Au fond, Jace se sentait mal d’avoir eu à tirer sur elle pour prouver il ne savait trop quoi à ses compagnons. A sa team. Cependant, il espérait bien se faire pardonner, car il n’avait pas vraiment eu le choix, il ne pouvait passer pour un faible aux yeux de son équipe, et il ne pouvait pas montrer le fait qu’il avait des connaissances au sein des Atom, quand bien même ces deux « factions » n’aient aucun grief les unes contre les autres. Pour l’heure, cela n’empêchait pas la jeune femme de frapper un caho en pleine figure, faisant ainsi couler le sang du nez de l’ambulancier qui avait positionné ses mains autour des poignets de la blonde pour mieux s’en extraire. En voulant en parler de vive voix et en évoquant le mot « civilisé », Dra’ parut soudain hors d’elle et lorsqu’elle l’appela par son pseudo, Matt ne put que froncer les sourcils, visiblement contrarié. C’est qu’elle était vraiment en colère. Le coup au creux de son ventre le réveilla tout en lui coupant le souffle avant qu’il ne réussisse enfin à s’extirper de son emprise pour mieux la pousser vers le salon. « Ca suffit ! ». Il ne voulait pas lui faire de mal, tout comme il venait de le lui dire, mais tout ce qu’il pouvait dire passait bien au-dessus de la tête de son amie. Matthew allait ramer, il en était pleinement conscient.
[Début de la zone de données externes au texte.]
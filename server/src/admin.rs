use crate::server::{ServerCommand, ServerTx};
use system::Participant;
use thiserror::Error;
use tokio::sync::oneshot::{self, Sender};

#[derive(Debug)]
pub enum AdminCommand {
    DescribeBoard { tx: Sender<BoardDescription> },
}

#[derive(Debug, Clone, PartialEq)]
pub struct BoardDescription {
    /// Sorted by name, then id.
    pub participants: Vec<Participant>,
    pub connections: usize,
    pub history_len: usize,
    pub history_capacity: usize,
    pub strokes: usize,
    pub shapes: usize,
}

#[derive(Debug, Error)]
pub enum AdminError {
    #[error("server task is not running")]
    ServerGone,
    #[error("server task dropped the reply")]
    NoReply,
}

pub async fn describe_board(srv_tx: &ServerTx) -> Result<BoardDescription, AdminError> {
    let (tx, rx) = oneshot::channel();
    srv_tx
        .send(ServerCommand::Admin(AdminCommand::DescribeBoard { tx }))
        .map_err(|_| AdminError::ServerGone)?;
    rx.await.map_err(|_| AdminError::NoReply)
}
use crate::connection::ws_index;
use crate::handlers::admin::configure_admin_handlers;
use crate::handlers::status::status;
use actix_cors::Cors;
use actix_web::web;

mod admin;
mod status;

pub use status::STATUS_TEXT;

pub fn root(cfg: &mut web::ServiceConfig) {
    cfg.service(web::resource("/").route(web::get().to(status)));
    cfg.service(web::resource("/ws/").route(web::get().to(ws_index)));

    configure_admin_handlers(cfg);
}

/// Any origin may connect, with credentials, as long as it only GETs or POSTs.
pub fn cors() -> Cors {
    Cors::default()
        .allow_any_origin()
        .allowed_methods(vec!["GET", "POST"])
        .allow_any_header()
        .supports_credentials()
}
#[cfg(test)]
mod tests {
    use super::*;
    use crate::admin::describe_board;
    use system::serde_json::json;
    use system::uuid::Uuid;
    use system::ActiveUsers;
    use tokio::sync::mpsc::{self, Receiver};

    fn connect(server: &mut Server) -> (ConnectionId, Receiver<ServerMessage>) {
        let connection_id = Uuid::new_v4();
        let (tx, rx) = mpsc::channel(64);
        server.handle_command(ConnectionCommand::Connect { connection_id, tx }.into());
        (connection_id, rx)
    }

    fn send(server: &mut Server, from: ConnectionId, message: ClientMessage) {
        server.handle_command(ConnectionCommand::Message { from, message }.into());
    }

    fn join(server: &mut Server, from: ConnectionId, name: &str) {
        let request = JoinRequest {
            name: Some(name.into()),
            color: None,
        };
        send(server, from, ClientMessage::UserJoin(request));
    }

    fn drain(rx: &mut Receiver<ServerMessage>) -> Vec<ServerMessage> {
        let mut messages = Vec::new();
        while let Ok(message) = rx.try_recv() {
            messages.push(message);
        }
        messages
    }

    fn stroke(n: usize) -> DrawingEvent {
        json!({ "x0": n, "y0": n, "x1": n + 1, "y1": n + 1, "color": "#000000" })
    }

    fn names(users: &ActiveUsers) -> Vec<String> {
        let mut names: Vec<_> = users.values().map(|p| p.name.clone()).collect();
        names.sort();
        names
    }

    #[test]
    fn it_sends_history_then_roster_on_connect() {
        let mut server = Server::new(&ServerOptions::default());
        let (_, mut rx) = connect(&mut server);
        assert_eq!(
            drain(&mut rx),
            vec![
                ServerMessage::DrawingHistory(vec![]),
                ServerMessage::ActiveUsers(ActiveUsers::new()),
            ]
        );
    }

    #[test]
    fn it_replays_appended_events_in_order() {
        let mut server = Server::new(&ServerOptions::default());
        let (a, _a_rx) = connect(&mut server);
        send(&mut server, a, ClientMessage::Draw(stroke(1)));
        send(&mut server, a, ClientMessage::DrawShape(stroke(2)));
        send(&mut server, a, ClientMessage::Draw(stroke(3)));

        let (_, mut late_rx) = connect(&mut server);
        assert_eq!(
            drain(&mut late_rx)[0],
            ServerMessage::DrawingHistory(vec![stroke(1), stroke(2), stroke(3)])
        );
    }

    #[test]
    fn it_replays_only_the_most_recent_events() {
        let mut server = Server::new(&ServerOptions { history_limit: 3 });
        let (a, _a_rx) = connect(&mut server);
        for n in 0..5 {
            send(&mut server, a, ClientMessage::Draw(stroke(n)));
        }

        let (_, mut late_rx) = connect(&mut server);
        assert_eq!(
            drain(&mut late_rx)[0],
            ServerMessage::DrawingHistory(vec![stroke(2), stroke(3), stroke(4)])
        );
    }

    #[test]
    fn it_relays_drawing_to_everyone_but_the_sender() {
        let mut server = Server::new(&ServerOptions::default());
        let (a, mut a_rx) = connect(&mut server);
        let (_, mut b_rx) = connect(&mut server);
        let (_, mut c_rx) = connect(&mut server);
        drain(&mut a_rx);
        drain(&mut b_rx);
        drain(&mut c_rx);

        send(&mut server, a, ClientMessage::Draw(stroke(1)));
        send(&mut server, a, ClientMessage::DrawShape(stroke(2)));
        send(&mut server, a, ClientMessage::Erase(json!({"x": 4, "y": 4})));

        let expected = vec![
            ServerMessage::Draw(stroke(1)),
            ServerMessage::DrawShape(stroke(2)),
            ServerMessage::Erase(json!({"x": 4, "y": 4})),
        ];
        assert!(drain(&mut a_rx).is_empty());
        assert_eq!(drain(&mut b_rx), expected);
        assert_eq!(drain(&mut c_rx), expected);
    }

    #[test]
    fn it_never_records_erase() {
        let mut server = Server::new(&ServerOptions::default());
        let (a, _a_rx) = connect(&mut server);
        send(&mut server, a, ClientMessage::Draw(stroke(1)));
        send(&mut server, a, ClientMessage::Erase(json!({"x": 1, "y": 1})));

        let (_, mut late_rx) = connect(&mut server);
        assert_eq!(
            drain(&mut late_rx)[0],
            ServerMessage::DrawingHistory(vec![stroke(1)])
        );
    }

    #[test]
    fn it_reflects_clear_to_sender_and_empties_history() {
        let mut server = Server::new(&ServerOptions::default());
        let (a, mut a_rx) = connect(&mut server);
        let (_, mut b_rx) = connect(&mut server);
        send(&mut server, a, ClientMessage::Draw(stroke(1)));
        drain(&mut a_rx);
        drain(&mut b_rx);

        send(&mut server, a, ClientMessage::ClearBoard);
        assert_eq!(drain(&mut a_rx), vec![ServerMessage::ClearBoard]);
        assert_eq!(drain(&mut b_rx), vec![ServerMessage::ClearBoard]);

        let (_, mut late_rx) = connect(&mut server);
        assert_eq!(
            drain(&mut late_rx)[0],
            ServerMessage::DrawingHistory(vec![])
        );
    }

    #[test]
    fn it_announces_join_to_everyone() {
        let mut server = Server::new(&ServerOptions::default());
        let (a, mut a_rx) = connect(&mut server);
        let (_, mut b_rx) = connect(&mut server);
        drain(&mut a_rx);
        drain(&mut b_rx);

        join(&mut server, a, "Alice");
        for rx in [&mut a_rx, &mut b_rx].iter_mut() {
            let messages = drain(rx);
            assert_eq!(messages.len(), 2);
            match &messages[0] {
                ServerMessage::UserJoined(p) => {
                    assert_eq!(p.id, a);
                    assert_eq!(p.name, "Alice");
                }
                other => panic!("unexpected {:?}", other),
            }
            match &messages[1] {
                ServerMessage::ActiveUsers(users) => assert_eq!(names(users), vec!["Alice"]),
                other => panic!("unexpected {:?}", other),
            }
        }
    }

    #[test]
    fn it_stays_silent_when_unjoined_connection_leaves() {
        let mut server = Server::new(&ServerOptions::default());
        let (a, _a_rx) = connect(&mut server);
        let (_, mut b_rx) = connect(&mut server);
        drain(&mut b_rx);

        server.handle_command(ConnectionCommand::Disconnect { from: a }.into());
        server.handle_command(ConnectionCommand::Disconnect { from: a }.into());
        assert!(drain(&mut b_rx).is_empty());
        assert_eq!(server.connections.len(), 1);
    }

    #[test]
    fn it_converges_everyone_on_the_same_roster() {
        let mut server = Server::new(&ServerOptions::default());
        let (a, mut a_rx) = connect(&mut server);
        let (b, mut b_rx) = connect(&mut server);
        join(&mut server, a, "Alice");
        join(&mut server, b, "Bob");

        // Alice and Bob join, then Alice draws three strokes.
        for n in 1..=3 {
            send(&mut server, a, ClientMessage::Draw(stroke(n)));
        }
        drain(&mut a_rx);
        let from_alice = drain(&mut b_rx);
        assert_eq!(
            from_alice
                .iter()
                .filter(|m| matches!(m, ServerMessage::Draw(_)))
                .count(),
            3
        );

        // Carol connects and gets the board as it stands.
        let (_, mut c_rx) = connect(&mut server);
        let on_connect = drain(&mut c_rx);
        assert_eq!(
            on_connect[0],
            ServerMessage::DrawingHistory(vec![stroke(1), stroke(2), stroke(3)])
        );
        assert_eq!(on_connect[1], ServerMessage::ActiveUsers(server.roster.snapshot()));
        match &on_connect[1] {
            ServerMessage::ActiveUsers(users) => assert_eq!(names(users), vec!["Alice", "Bob"]),
            other => panic!("unexpected {:?}", other),
        }
        assert!(drain(&mut b_rx).is_empty());

        // Alice leaves.
        server.handle_command(ConnectionCommand::Disconnect { from: a }.into());
        for rx in [&mut b_rx, &mut c_rx].iter_mut() {
            let messages = drain(rx);
            assert_eq!(messages[0], ServerMessage::UserLeft(a));
            assert_eq!(
                messages[1],
                ServerMessage::ActiveUsers(server.roster.snapshot())
            );
            match &messages[1] {
                ServerMessage::ActiveUsers(users) => {
                    assert_eq!(names(users), vec!["Bob"]);
                    assert!(users.contains_key(&b));
                }
                other => panic!("unexpected {:?}", other),
            }
        }
    }

    #[tokio::test]
    async fn it_serves_commands_through_its_channel() {
        let srv_tx = spawn_server(ServerOptions { history_limit: 2 });
        let a = Uuid::new_v4();
        let (tx, mut a_rx) = mpsc::channel(16);
        srv_tx
            .send(ConnectionCommand::Connect { connection_id: a, tx }.into())
            .expect("");
        for n in 0..3 {
            srv_tx
                .send(
                    ConnectionCommand::Message {
                        from: a,
                        message: ClientMessage::Draw(stroke(n)),
                    }
                    .into(),
                )
                .expect("");
        }
        join_over(&srv_tx, a, "Alice");

        let description = describe_board(&srv_tx).await.expect("");
        assert_eq!(description.connections, 1);
        assert_eq!(description.history_len, 2);
        assert_eq!(description.history_capacity, 2);
        assert_eq!(description.strokes, 2);
        assert_eq!(description.shapes, 0);
        assert_eq!(description.participants.len(), 1);
        assert_eq!(description.participants[0].name, "Alice");

        assert_eq!(
            a_rx.recv().await,
            Some(ServerMessage::DrawingHistory(vec![]))
        );
        assert_eq!(
            a_rx.recv().await,
            Some(ServerMessage::ActiveUsers(ActiveUsers::new()))
        );
        assert!(matches!(
            a_rx.recv().await,
            Some(ServerMessage::UserJoined(_))
        ));
    }

    fn join_over(srv_tx: &ServerTx, from: ConnectionId, name: &str) {
        let message = ClientMessage::UserJoin(JoinRequest {
            name: Some(name.into()),
            color: None,
        });
        srv_tx
            .send(ConnectionCommand::Message { from, message }.into())
            .expect("");
    }
}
Silencieux, Ward passait une main sur son abdomen, là où elle lui avait assené un coup des plus violents. Relevant les yeux sur elle, il soupira, comme soudainement blasé de son attitude. Oui, il avait merdé mais de là à dire qu’il était hypocrite il ne fallait pas pousser. « Si tu le dis. ». Il ne voulait pas la contrarier davantage néanmoins, mais il la connaissait, et il imaginait très bien ce qu’il pouvait se passer dans sa tête. Ainsi, les mots fusèrent, tout comme la bouteille de verre qui frôla son oreille d’à peine quelques millimètres sur la droite, mais il ne parut pas être plus ébranlé que ça. Façade dans le fond, car la voir dans cet état ne lui faisait nullement plaisir, mais Matthew ne pouvait aller à l’encontre de ces dires, tout simplement car elle avait raison. Gardant les sourcils froncés, l’ambulancier pencha la tête sur le côté et se rapprocha de quelques pas sans pour autant être assez près pour qu’elle ne le frappe à nouveau.

« Tu as raison. Je me suis soucié des qu’en dira-t-on au sein du jeu. J’ai préféré ne pas risquer ma place au sein du jeu et je m’en excuse platement. Je sais que je mérite ta colère et tes coups mais je n’ai pas eu d’autre choix sur ce coup-là. Les Caho ne sont pas les Atoms, et tu le sais très bien. ». Il souffla. « Je ne suis pas en train d’essayer de me dédouaner de mon acte, ce qui est fait est fait, oui j’ai été lâche et égoïste, mais j’ai également pris les devants pour éviter qu’ils ne s’amusent. Le faire moi-même était moindre mal que te laisser entre leurs mains. ». Il ne la quittait pas des yeux et se rapprocha même encore jusqu’à lui faire face tout en étant à portée. « Je suis désolé. ». Il hocha la tête puis reprit avant qu’elle ne s’énerve davantage. « Je sais qu’obtenir ton pardon sera difficile, mais je suis sincèrement désolé, crois-moi au moins quand je te dis ça. ». Finalement, il baissa les yeux avant de les reporter à nouveau sur l’infirmière. « Si me frapper te soulage, alors vas-y, je ne ferais rien pour t’en empêcher. Au fond, je l’ai mérité. ».

Il y avait un monde entre le Ward du jeu et le Ward qu’elle pouvait connaître à l’extérieur, il ne l’expliquait pas vraiment, juste qu’au sein du jeu il se sentait beaucoup plus libre qu’en dehors, et il avait peut-être tendance à trop se laisser emporter dans la spirale infernale. « Je ne retiendrais pas tes coups. Alors vas-y. ».